TASK STATEMENT: The lines you return should be those containing the string "threads", taken from the data below.
········
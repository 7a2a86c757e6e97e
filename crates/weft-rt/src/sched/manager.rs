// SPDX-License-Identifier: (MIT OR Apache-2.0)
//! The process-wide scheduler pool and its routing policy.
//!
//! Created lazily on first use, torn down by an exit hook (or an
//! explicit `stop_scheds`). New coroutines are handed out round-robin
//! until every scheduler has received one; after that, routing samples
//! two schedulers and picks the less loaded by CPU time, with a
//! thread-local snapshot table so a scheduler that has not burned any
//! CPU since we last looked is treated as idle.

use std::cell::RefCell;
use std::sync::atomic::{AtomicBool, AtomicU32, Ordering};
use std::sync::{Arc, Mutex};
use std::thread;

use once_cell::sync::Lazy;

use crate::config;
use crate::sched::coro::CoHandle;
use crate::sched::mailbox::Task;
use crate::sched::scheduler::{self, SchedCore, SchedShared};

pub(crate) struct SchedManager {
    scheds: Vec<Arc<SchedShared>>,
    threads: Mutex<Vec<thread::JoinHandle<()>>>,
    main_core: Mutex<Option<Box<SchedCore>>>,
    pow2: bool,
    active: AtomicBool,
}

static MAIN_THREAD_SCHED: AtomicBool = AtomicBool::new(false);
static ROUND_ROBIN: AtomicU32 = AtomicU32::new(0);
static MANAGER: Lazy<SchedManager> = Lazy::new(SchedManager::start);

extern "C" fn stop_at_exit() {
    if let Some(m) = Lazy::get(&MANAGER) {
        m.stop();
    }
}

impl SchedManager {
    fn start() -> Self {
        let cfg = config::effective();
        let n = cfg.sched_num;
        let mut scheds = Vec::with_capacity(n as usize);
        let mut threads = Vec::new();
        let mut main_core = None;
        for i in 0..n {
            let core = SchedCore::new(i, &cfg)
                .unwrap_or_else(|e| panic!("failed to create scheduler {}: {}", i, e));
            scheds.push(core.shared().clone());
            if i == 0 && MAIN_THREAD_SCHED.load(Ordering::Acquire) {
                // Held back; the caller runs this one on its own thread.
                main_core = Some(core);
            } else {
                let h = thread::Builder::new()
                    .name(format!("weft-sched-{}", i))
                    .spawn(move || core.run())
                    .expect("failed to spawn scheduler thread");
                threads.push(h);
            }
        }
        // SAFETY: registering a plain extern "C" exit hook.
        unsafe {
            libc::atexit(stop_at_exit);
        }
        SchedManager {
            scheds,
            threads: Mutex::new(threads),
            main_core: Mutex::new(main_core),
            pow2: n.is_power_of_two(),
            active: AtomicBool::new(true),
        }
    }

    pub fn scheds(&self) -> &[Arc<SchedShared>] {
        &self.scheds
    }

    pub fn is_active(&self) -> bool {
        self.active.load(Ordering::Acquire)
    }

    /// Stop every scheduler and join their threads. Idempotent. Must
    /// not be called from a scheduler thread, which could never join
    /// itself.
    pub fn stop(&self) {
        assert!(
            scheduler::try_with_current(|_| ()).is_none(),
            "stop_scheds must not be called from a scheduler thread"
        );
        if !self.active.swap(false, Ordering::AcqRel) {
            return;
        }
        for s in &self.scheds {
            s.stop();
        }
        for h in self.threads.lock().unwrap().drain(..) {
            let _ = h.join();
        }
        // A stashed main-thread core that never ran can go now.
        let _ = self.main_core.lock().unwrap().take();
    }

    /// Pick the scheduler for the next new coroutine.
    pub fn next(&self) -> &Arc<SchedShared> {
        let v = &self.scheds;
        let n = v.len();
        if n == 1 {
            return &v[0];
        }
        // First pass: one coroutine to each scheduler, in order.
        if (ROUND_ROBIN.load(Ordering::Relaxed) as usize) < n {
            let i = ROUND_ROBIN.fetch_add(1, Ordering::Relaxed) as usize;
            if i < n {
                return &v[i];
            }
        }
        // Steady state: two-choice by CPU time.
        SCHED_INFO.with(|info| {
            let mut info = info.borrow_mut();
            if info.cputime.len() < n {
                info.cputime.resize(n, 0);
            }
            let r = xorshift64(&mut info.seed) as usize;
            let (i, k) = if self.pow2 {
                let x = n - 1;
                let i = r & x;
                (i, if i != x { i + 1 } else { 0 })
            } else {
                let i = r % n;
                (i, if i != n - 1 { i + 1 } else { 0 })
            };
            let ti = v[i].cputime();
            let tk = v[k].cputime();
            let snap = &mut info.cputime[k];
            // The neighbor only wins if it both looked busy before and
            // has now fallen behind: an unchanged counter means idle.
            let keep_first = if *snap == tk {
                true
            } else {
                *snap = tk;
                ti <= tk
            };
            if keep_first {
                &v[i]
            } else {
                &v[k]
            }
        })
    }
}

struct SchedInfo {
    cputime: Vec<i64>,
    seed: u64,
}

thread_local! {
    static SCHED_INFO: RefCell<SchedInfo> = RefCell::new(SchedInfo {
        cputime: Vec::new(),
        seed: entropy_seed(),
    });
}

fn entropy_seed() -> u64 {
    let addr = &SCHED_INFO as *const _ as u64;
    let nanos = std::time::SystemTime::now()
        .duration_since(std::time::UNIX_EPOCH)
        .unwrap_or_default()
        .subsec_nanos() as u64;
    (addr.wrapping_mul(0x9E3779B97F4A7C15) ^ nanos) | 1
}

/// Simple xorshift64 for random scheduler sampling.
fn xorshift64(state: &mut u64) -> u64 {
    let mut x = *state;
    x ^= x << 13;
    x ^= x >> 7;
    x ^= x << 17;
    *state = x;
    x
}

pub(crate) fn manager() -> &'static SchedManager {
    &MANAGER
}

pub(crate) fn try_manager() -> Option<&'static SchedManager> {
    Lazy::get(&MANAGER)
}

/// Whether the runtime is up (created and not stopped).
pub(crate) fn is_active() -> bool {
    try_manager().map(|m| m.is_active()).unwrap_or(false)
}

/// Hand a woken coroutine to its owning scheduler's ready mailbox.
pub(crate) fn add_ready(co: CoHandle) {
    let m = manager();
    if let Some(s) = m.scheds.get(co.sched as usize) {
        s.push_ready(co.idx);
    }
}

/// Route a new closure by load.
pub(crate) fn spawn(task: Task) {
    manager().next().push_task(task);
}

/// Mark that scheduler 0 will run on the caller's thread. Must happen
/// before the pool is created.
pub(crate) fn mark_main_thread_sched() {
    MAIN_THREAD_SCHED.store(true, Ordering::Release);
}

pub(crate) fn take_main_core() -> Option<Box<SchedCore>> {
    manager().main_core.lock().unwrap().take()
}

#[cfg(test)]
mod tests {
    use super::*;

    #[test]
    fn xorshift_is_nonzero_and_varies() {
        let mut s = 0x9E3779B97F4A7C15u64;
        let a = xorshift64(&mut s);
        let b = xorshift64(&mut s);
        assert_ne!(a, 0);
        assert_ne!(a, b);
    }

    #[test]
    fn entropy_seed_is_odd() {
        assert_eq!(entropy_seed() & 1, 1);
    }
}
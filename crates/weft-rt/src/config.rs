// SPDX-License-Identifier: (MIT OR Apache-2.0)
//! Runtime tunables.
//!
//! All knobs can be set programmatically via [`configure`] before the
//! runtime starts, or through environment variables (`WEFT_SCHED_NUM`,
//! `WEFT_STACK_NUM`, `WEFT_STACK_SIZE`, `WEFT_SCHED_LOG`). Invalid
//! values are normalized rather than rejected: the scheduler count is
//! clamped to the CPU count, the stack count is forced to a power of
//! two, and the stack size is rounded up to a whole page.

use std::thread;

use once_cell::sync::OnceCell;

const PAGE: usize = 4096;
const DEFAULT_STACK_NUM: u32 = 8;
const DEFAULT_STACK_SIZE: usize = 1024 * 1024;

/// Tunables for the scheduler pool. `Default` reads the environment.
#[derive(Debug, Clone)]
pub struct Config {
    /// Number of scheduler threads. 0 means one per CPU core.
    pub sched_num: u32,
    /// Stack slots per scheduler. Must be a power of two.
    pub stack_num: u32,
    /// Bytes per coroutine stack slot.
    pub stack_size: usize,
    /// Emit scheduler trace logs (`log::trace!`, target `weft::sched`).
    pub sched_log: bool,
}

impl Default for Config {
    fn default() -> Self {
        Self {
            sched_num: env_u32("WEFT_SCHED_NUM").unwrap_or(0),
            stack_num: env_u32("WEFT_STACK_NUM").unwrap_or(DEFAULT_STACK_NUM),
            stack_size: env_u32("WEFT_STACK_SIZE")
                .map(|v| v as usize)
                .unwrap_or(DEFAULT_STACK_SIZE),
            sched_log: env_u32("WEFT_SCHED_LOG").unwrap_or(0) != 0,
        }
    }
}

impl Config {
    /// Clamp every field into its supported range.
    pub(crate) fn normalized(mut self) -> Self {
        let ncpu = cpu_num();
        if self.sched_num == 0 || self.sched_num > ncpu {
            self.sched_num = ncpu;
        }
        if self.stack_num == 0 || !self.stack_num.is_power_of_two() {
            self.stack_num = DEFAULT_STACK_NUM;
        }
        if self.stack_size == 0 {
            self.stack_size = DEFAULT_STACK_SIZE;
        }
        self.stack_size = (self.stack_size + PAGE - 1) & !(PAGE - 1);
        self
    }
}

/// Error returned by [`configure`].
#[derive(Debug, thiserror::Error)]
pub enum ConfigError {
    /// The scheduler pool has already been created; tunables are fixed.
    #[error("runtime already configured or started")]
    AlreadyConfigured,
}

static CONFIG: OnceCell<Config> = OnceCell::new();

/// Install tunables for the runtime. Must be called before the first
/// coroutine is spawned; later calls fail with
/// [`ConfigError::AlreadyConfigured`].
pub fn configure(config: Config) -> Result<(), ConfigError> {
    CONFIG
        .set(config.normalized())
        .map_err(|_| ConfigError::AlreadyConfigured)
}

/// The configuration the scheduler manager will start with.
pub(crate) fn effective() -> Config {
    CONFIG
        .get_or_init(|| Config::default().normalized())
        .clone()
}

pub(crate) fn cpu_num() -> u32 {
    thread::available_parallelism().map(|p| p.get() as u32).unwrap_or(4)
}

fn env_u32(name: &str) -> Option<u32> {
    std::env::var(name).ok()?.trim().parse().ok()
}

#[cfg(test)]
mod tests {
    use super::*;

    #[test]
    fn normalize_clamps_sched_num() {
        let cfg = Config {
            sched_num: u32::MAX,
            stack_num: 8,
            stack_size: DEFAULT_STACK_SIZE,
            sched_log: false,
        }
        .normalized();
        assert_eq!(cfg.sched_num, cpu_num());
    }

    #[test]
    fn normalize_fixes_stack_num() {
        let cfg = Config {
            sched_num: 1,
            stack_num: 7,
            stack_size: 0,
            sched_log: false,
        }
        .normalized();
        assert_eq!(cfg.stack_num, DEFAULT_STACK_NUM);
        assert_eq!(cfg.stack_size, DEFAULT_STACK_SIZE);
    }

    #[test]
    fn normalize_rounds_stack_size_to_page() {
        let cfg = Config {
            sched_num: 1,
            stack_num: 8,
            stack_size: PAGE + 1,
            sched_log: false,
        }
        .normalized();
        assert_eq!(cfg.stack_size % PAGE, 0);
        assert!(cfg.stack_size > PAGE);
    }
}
········
TASK SOLUTION:
    threads: Mutex<Vec<thread::JoinHandle<()>>>,
        let mut threads = Vec::new();
                threads.push(h);
            threads: Mutex::new(threads),
    /// Stop every scheduler and join their threads. Idempotent. Must
        for h in self.threads.lock().unwrap().drain(..) {
    /// Number of scheduler threads. 0 means one per CPU core.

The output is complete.